== Stored data ==

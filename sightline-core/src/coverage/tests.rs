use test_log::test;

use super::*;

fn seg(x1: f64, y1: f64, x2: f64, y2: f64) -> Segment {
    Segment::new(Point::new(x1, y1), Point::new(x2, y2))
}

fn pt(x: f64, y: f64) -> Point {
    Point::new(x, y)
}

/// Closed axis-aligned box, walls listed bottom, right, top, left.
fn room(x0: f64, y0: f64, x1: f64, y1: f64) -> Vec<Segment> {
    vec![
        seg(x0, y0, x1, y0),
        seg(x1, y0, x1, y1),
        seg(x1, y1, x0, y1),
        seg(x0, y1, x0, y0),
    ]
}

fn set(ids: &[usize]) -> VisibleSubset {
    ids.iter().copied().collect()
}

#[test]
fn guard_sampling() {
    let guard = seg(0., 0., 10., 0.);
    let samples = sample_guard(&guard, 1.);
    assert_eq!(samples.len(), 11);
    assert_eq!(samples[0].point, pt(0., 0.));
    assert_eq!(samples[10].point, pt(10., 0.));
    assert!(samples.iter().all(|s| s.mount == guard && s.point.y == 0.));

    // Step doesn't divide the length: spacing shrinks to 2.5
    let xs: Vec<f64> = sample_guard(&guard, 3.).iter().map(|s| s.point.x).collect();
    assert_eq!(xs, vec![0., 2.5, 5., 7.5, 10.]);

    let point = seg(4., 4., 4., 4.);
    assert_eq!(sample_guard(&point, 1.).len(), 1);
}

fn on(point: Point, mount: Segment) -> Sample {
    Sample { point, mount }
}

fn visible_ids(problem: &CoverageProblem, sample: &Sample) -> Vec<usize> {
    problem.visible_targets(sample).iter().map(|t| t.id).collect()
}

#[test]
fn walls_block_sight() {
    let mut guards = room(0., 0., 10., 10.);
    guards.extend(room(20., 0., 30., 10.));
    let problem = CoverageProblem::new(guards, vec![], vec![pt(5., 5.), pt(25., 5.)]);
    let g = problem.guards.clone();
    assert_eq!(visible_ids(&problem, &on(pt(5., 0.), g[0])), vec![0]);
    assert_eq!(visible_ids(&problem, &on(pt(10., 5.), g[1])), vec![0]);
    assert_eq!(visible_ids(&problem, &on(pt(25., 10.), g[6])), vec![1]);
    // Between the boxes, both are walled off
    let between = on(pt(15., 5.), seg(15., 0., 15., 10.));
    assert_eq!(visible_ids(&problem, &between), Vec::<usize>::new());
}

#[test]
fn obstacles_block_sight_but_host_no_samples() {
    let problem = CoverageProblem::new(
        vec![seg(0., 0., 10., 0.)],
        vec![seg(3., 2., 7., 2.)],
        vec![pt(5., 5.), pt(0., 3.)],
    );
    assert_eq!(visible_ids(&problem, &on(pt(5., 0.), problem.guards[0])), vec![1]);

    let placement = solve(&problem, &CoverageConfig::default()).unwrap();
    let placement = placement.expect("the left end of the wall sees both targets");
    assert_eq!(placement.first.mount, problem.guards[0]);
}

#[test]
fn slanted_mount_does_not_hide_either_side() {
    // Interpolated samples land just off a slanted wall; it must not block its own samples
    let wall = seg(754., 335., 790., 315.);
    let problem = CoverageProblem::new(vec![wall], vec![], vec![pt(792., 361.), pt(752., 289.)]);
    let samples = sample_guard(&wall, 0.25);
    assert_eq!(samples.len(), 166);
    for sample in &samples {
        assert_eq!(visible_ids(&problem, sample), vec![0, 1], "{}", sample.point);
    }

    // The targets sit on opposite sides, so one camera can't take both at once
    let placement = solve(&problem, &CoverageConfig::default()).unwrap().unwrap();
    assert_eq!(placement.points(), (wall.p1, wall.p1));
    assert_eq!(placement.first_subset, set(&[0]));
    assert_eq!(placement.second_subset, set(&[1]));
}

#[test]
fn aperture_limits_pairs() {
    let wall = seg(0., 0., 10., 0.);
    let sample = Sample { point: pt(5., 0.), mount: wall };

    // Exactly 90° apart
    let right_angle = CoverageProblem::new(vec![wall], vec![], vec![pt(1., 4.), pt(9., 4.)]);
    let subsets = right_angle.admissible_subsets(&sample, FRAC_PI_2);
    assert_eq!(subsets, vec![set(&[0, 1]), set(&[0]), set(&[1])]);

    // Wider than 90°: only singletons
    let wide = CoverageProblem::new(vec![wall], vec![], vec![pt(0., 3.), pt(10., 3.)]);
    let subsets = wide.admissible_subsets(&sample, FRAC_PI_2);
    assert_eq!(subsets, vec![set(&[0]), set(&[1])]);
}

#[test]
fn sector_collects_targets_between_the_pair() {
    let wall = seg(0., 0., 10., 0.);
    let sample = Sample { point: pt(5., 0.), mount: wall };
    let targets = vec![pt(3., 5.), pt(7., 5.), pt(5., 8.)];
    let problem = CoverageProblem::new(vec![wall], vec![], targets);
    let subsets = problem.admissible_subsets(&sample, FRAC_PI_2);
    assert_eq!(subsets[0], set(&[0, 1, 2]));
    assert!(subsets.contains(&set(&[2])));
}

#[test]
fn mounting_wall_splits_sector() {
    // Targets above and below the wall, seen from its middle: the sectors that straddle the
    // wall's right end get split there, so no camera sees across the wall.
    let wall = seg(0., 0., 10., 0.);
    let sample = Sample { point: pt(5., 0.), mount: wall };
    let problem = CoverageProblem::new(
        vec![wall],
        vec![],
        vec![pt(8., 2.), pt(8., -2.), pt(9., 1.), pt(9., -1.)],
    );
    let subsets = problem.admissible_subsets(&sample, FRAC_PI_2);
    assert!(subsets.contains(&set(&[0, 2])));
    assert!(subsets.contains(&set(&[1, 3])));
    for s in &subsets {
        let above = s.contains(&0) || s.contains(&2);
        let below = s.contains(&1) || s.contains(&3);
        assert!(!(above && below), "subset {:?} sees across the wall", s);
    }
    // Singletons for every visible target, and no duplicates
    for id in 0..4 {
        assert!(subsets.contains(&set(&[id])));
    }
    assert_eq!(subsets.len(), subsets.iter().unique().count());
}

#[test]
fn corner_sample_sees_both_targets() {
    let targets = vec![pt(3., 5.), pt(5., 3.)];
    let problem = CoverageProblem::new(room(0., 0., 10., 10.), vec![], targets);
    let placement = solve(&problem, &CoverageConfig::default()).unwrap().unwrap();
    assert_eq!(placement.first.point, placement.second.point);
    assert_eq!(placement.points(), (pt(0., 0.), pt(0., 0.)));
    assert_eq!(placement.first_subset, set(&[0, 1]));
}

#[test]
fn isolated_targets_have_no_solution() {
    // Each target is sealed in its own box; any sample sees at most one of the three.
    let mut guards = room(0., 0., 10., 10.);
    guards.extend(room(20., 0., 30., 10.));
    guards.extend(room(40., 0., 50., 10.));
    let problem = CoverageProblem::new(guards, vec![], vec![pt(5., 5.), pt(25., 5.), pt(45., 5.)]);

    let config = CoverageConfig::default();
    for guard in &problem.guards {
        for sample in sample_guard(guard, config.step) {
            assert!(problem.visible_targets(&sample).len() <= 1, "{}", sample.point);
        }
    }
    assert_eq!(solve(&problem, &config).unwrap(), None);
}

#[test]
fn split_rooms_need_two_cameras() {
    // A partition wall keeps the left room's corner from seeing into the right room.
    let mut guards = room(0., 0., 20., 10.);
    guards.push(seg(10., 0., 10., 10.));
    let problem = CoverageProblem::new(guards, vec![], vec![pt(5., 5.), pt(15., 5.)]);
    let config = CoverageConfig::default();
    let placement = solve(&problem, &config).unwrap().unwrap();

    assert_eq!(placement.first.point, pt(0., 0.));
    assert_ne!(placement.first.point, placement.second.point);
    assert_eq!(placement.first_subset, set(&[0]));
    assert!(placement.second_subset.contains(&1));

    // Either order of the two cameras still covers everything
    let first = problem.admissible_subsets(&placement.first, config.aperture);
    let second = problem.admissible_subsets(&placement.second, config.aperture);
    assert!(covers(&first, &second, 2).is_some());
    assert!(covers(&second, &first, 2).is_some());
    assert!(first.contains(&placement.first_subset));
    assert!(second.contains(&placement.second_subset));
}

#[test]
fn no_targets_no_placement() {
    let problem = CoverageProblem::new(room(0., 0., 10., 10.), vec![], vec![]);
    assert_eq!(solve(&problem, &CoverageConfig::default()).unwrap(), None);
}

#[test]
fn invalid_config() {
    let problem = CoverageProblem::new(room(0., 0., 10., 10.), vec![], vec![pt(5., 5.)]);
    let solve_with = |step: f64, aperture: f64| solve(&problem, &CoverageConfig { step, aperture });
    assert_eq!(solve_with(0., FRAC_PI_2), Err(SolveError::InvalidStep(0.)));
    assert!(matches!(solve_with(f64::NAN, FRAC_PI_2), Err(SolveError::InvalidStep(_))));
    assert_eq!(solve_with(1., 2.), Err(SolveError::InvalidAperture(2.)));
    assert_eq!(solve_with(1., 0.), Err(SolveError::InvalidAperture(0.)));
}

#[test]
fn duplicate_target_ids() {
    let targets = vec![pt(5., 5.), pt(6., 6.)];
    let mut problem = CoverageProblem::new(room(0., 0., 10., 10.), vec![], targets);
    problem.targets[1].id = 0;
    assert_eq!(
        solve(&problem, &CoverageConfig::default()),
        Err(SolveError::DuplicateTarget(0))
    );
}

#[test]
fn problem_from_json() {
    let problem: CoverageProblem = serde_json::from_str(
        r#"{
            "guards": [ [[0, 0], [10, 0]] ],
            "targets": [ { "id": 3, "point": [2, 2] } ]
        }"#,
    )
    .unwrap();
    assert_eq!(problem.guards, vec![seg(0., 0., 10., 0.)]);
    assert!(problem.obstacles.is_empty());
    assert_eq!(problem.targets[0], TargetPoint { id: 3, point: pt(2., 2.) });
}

===

* Aim of the exercise
Output only the lines that run from the one containing "let solve_with = |step: f64, aperture: f64|" through the last line of the material above, both included.

* Task output
    let solve_with = |step: f64, aperture: f64| solve(&problem, &CoverageConfig { step, aperture });
    assert_eq!(solve_with(0., FRAC_PI_2), Err(SolveError::InvalidStep(0.)));
    assert!(matches!(solve_with(f64::NAN, FRAC_PI_2), Err(SolveError::InvalidStep(_))));
    assert_eq!(solve_with(1., 2.), Err(SolveError::InvalidAperture(2.)));
    assert_eq!(solve_with(1., 0.), Err(SolveError::InvalidAperture(0.)));
}

#[test]
fn duplicate_target_ids() {
    let targets = vec![pt(5., 5.), pt(6., 6.)];
    let mut problem = CoverageProblem::new(room(0., 0., 10., 10.), vec![], targets);
    problem.targets[1].id = 0;
    assert_eq!(
        solve(&problem, &CoverageConfig::default()),
        Err(SolveError::DuplicateTarget(0))
    );
}

#[test]
fn problem_from_json() {
    let problem: CoverageProblem = serde_json::from_str(
        r#"{
            "guards": [ [[0, 0], [10, 0]] ],
            "targets": [ { "id": 3, "point": [2, 2] } ]
        }"#,
    )
    .unwrap();
    assert_eq!(problem.guards, vec![seg(0., 0., 10., 0.)]);
    assert!(problem.obstacles.is_empty());
    assert_eq!(problem.targets[0], TargetPoint { id: 3, point: pt(2., 2.) });
}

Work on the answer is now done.